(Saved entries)
--- START ---

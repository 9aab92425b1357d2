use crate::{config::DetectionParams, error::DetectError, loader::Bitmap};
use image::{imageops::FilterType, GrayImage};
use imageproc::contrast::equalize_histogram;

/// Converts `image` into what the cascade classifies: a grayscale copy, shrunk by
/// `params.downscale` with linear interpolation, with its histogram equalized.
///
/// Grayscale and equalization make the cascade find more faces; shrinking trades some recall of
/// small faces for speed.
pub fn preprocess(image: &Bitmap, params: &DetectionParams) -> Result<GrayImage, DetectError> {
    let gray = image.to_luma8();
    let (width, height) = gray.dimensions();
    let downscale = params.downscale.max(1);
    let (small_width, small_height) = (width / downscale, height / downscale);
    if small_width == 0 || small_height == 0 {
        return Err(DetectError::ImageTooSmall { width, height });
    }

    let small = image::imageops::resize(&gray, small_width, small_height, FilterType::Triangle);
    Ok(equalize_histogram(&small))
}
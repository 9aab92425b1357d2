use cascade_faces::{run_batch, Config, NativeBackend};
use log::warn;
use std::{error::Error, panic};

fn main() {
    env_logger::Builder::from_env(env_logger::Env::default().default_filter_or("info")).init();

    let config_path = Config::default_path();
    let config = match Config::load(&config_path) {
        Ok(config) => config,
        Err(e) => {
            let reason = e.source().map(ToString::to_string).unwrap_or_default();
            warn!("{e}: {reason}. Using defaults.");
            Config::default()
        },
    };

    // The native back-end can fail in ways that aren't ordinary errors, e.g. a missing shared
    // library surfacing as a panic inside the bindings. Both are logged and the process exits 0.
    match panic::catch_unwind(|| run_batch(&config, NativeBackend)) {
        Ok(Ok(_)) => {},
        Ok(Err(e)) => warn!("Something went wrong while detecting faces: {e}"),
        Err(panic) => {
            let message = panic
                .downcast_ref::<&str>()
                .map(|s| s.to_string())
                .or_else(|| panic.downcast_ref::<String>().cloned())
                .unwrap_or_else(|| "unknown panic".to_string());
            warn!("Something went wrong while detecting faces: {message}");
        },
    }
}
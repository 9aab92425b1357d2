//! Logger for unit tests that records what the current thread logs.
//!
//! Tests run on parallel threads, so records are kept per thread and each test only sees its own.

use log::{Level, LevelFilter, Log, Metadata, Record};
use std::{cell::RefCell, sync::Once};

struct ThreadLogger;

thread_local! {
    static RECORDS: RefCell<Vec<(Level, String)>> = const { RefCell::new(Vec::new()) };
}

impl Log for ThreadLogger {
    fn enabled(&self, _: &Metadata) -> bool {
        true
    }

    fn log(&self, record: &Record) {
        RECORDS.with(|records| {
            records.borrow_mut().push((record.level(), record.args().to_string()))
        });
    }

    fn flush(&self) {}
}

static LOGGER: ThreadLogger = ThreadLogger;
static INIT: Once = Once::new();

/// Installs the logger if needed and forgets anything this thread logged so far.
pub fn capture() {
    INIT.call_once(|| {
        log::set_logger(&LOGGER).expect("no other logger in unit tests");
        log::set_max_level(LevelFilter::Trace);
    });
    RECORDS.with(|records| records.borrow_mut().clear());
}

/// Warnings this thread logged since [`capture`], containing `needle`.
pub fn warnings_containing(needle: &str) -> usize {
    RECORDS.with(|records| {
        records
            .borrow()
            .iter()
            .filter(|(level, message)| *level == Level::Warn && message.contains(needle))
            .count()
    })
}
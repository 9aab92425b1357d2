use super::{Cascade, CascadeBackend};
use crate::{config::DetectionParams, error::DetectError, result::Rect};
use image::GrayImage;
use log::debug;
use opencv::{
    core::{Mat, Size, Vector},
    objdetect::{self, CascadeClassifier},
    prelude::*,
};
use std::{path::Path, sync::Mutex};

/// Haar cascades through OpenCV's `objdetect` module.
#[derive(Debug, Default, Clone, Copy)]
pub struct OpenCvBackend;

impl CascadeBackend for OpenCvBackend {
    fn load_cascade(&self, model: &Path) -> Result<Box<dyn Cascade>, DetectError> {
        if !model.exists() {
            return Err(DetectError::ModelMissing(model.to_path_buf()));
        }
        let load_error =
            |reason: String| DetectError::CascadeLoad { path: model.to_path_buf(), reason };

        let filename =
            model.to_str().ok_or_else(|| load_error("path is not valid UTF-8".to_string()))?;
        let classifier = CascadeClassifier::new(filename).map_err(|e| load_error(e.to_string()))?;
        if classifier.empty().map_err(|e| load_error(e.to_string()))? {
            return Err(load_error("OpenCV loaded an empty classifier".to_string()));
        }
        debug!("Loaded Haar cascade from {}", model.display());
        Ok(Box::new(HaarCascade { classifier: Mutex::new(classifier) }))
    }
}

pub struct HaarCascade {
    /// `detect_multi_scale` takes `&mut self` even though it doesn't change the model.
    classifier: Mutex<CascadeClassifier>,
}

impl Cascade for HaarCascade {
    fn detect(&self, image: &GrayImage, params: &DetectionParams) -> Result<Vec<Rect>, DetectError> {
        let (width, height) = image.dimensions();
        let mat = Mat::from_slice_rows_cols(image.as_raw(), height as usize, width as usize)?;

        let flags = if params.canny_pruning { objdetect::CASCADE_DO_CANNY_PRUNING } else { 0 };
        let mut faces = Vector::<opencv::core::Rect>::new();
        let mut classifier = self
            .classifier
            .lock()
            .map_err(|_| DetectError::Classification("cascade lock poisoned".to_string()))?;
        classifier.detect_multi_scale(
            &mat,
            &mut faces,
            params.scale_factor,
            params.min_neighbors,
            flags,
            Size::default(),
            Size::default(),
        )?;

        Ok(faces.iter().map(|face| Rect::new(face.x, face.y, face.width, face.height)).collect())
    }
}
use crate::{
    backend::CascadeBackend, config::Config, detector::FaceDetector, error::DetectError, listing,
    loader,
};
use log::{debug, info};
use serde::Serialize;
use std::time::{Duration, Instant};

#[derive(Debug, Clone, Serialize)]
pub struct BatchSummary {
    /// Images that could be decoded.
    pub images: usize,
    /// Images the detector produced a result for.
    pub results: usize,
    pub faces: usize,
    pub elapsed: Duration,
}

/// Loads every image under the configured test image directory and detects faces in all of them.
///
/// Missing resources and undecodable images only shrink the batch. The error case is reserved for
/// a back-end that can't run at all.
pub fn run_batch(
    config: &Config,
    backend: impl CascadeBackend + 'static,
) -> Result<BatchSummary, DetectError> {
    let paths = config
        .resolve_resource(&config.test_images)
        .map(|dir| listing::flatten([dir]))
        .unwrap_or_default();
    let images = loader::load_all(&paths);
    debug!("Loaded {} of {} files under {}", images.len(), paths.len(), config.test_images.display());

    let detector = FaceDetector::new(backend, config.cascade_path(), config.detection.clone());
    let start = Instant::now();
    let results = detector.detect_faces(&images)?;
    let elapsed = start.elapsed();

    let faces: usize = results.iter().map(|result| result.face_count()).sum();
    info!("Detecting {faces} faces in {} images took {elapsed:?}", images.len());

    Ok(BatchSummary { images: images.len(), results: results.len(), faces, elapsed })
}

--- END ---

### What is needed
Restate the data word for word. Begin at its first line, end at the line that contains "use imageproc::contrast::equalize_histogram;", and include both.

### Exercise result
repository 9aab92425b1357d2
use crate::{config::DetectionParams, error::DetectError, loader::Bitmap};
use image::{imageops::FilterType, GrayImage};
use imageproc::contrast::equalize_histogram;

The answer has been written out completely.